__Directions for this task__
Filter out all lines without the word "usize" from the data below, please, and copy the rest.

[[ Supplied data, beginning ]]

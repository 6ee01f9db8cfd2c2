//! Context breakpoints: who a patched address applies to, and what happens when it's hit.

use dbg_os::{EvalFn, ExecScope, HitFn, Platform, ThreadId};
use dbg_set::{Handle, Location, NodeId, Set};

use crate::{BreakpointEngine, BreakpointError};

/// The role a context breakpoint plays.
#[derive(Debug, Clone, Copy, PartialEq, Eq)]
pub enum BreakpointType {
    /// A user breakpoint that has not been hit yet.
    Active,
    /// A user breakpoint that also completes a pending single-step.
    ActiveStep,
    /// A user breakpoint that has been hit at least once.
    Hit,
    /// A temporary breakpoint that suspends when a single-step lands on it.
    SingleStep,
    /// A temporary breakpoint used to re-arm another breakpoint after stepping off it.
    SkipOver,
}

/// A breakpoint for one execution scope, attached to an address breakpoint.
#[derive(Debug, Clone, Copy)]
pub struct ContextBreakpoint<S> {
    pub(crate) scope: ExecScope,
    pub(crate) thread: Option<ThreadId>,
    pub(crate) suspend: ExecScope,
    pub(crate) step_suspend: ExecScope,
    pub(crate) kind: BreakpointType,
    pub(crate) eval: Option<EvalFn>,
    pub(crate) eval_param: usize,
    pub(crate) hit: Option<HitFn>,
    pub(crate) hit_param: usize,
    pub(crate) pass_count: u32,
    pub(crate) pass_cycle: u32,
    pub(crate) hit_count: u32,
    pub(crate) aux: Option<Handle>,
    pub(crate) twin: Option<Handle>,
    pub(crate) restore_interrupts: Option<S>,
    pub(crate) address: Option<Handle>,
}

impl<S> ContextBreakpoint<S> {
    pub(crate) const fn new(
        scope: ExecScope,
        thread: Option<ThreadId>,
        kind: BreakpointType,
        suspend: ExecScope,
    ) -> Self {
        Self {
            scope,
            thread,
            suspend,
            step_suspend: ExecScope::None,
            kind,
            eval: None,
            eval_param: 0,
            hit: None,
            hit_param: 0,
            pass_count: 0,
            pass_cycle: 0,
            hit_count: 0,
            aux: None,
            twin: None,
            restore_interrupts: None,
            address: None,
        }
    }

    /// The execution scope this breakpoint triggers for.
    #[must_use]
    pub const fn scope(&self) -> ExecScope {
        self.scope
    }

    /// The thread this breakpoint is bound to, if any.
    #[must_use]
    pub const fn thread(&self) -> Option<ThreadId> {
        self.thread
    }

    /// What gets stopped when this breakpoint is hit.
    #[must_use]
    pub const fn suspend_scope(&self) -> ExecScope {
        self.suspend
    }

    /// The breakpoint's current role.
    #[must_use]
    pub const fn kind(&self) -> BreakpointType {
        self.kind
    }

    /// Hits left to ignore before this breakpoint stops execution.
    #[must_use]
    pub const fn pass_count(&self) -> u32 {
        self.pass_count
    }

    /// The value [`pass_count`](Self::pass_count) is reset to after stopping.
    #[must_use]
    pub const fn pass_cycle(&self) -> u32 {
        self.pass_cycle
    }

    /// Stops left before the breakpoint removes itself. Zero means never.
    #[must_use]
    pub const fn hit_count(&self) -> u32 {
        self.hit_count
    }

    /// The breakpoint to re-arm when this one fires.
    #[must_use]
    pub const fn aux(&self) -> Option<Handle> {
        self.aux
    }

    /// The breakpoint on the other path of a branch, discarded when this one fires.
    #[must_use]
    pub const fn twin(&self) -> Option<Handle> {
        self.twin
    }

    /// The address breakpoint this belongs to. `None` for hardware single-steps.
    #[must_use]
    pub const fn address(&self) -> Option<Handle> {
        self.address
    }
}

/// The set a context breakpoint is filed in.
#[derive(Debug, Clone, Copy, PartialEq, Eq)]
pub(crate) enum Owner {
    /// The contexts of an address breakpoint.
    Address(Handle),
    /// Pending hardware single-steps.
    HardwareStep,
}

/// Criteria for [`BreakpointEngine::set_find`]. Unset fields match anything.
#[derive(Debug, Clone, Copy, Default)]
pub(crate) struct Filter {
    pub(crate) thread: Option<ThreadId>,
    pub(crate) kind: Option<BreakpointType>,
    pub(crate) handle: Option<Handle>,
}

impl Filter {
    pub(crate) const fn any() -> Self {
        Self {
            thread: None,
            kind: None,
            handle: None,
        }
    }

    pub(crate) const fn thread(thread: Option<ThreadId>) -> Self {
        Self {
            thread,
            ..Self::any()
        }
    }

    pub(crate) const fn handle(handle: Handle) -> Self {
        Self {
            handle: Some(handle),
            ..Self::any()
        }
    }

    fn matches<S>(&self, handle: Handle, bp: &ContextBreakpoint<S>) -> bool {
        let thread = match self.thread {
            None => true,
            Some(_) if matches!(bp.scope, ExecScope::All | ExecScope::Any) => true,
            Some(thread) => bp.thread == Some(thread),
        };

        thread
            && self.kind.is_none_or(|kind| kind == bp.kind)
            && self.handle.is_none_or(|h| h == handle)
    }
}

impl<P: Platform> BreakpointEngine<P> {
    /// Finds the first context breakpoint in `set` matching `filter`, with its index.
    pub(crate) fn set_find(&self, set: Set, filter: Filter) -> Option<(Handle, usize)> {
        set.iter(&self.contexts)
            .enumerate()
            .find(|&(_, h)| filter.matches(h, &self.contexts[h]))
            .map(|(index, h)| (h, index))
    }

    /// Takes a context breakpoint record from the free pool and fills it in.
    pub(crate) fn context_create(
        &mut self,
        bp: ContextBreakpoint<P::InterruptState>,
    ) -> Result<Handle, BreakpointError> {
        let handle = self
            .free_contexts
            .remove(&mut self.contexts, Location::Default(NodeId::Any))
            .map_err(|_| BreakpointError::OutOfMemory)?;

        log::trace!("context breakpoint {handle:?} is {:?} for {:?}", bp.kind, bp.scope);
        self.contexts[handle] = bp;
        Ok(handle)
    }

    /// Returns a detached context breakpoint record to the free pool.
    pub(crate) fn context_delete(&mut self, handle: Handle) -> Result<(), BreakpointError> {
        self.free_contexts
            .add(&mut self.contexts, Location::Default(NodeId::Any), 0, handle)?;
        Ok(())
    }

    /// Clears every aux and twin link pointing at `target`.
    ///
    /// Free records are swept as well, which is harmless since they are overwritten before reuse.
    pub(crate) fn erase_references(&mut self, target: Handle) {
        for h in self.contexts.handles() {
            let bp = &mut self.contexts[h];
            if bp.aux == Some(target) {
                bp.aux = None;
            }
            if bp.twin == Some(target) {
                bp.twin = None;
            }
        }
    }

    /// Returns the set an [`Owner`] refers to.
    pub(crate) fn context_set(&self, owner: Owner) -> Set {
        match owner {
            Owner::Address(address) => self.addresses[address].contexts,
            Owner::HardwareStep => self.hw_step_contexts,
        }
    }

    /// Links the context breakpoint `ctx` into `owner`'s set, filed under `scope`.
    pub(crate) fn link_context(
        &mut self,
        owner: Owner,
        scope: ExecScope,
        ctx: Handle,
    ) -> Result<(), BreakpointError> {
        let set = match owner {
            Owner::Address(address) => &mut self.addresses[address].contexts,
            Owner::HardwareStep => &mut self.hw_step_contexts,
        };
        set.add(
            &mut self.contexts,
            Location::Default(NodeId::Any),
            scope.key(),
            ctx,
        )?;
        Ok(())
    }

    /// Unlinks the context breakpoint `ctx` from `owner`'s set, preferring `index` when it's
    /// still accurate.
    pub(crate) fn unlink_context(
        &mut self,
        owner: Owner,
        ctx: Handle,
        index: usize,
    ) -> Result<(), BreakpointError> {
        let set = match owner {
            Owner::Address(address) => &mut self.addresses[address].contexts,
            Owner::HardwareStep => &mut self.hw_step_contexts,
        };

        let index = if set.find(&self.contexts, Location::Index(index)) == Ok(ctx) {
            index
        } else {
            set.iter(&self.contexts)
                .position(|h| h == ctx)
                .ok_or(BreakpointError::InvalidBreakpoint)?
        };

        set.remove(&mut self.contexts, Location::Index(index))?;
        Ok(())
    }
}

[[ Supplied data, end ]]

__Output of the exercise__
    pub(crate) eval_param: usize,
    pub(crate) hit_param: usize,
    pub(crate) fn set_find(&self, set: Set, filter: Filter) -> Option<(Handle, usize)> {
        index: usize,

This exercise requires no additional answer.